*** EXTRACTED DATA ***
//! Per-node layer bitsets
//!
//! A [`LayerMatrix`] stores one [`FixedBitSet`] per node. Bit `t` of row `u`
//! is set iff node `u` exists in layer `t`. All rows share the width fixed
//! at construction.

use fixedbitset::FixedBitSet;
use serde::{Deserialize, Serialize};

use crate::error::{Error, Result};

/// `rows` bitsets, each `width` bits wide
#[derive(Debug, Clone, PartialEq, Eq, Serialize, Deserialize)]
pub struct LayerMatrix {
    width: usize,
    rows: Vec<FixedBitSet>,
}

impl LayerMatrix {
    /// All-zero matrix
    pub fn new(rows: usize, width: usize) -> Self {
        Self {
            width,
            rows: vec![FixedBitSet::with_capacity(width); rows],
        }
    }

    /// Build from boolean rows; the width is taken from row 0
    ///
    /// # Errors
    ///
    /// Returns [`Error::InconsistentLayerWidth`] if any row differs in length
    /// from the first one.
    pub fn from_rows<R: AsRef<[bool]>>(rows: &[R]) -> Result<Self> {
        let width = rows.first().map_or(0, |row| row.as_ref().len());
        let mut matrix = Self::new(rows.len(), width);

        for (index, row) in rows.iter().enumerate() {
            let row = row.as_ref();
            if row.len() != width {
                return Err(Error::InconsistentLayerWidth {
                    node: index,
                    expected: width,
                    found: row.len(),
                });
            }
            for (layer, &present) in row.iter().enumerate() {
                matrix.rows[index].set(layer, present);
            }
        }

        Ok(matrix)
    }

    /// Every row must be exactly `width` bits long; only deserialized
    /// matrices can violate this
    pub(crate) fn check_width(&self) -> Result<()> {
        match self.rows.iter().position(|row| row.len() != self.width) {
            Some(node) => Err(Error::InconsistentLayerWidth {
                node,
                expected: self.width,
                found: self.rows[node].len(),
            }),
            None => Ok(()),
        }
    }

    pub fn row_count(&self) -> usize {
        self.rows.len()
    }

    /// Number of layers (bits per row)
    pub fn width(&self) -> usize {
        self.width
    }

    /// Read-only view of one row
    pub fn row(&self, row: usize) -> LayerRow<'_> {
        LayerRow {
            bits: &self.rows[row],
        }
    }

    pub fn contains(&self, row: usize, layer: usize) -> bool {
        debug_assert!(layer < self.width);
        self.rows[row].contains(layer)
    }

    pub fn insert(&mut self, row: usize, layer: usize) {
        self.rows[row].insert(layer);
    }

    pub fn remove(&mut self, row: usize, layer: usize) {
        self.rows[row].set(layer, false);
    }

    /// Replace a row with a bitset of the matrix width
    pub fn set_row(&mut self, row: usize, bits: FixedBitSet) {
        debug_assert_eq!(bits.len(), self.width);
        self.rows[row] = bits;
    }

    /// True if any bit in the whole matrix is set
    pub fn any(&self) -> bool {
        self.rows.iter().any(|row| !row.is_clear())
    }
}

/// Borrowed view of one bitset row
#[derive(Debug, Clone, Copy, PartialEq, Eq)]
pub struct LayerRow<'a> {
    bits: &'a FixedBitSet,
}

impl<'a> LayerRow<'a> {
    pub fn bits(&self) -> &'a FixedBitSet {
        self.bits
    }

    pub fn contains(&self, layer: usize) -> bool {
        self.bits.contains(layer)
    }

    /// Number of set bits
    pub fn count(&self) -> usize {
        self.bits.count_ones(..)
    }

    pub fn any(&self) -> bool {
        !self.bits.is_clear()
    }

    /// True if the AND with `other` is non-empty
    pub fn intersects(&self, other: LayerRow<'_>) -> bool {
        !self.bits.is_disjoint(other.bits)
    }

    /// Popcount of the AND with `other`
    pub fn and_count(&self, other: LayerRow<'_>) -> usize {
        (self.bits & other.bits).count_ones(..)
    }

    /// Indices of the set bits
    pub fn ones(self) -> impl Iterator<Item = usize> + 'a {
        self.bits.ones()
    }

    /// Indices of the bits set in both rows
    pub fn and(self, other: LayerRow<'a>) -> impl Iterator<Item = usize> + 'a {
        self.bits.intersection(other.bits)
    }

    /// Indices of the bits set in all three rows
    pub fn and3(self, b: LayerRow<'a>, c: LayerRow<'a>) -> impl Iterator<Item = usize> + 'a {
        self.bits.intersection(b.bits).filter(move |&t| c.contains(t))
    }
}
*** End of EXTRACTED DATA ***
*** EXTRACTED DATA ***
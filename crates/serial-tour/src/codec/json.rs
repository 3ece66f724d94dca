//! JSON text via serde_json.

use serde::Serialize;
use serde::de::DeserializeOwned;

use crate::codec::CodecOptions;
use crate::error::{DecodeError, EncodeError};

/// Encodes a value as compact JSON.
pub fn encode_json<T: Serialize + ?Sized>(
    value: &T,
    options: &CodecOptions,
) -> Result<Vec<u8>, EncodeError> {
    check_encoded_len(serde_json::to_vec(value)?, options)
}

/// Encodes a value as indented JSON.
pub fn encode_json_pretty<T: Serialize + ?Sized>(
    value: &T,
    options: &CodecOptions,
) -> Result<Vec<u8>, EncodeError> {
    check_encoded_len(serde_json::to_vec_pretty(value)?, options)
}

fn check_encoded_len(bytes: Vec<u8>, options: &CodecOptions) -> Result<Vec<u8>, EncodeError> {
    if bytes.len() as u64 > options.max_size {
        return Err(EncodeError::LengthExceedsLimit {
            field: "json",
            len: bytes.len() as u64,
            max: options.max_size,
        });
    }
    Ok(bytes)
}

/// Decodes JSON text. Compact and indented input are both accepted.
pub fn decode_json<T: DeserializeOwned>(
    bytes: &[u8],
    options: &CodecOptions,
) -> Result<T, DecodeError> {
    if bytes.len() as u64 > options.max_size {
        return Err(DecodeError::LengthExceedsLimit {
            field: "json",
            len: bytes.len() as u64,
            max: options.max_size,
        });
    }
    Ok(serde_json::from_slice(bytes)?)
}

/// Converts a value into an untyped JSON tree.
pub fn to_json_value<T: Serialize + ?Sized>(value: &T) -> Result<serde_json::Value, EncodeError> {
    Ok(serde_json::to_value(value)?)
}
*** End of EXTRACTED DATA ***
WORK ORDER: Report all lines of the data above that include the string "derive".

EXERCISE RESULT:
#[derive(Debug, Clone, PartialEq, Eq, Serialize, Deserialize)]
#[derive(Debug, Clone, Copy, PartialEq, Eq)]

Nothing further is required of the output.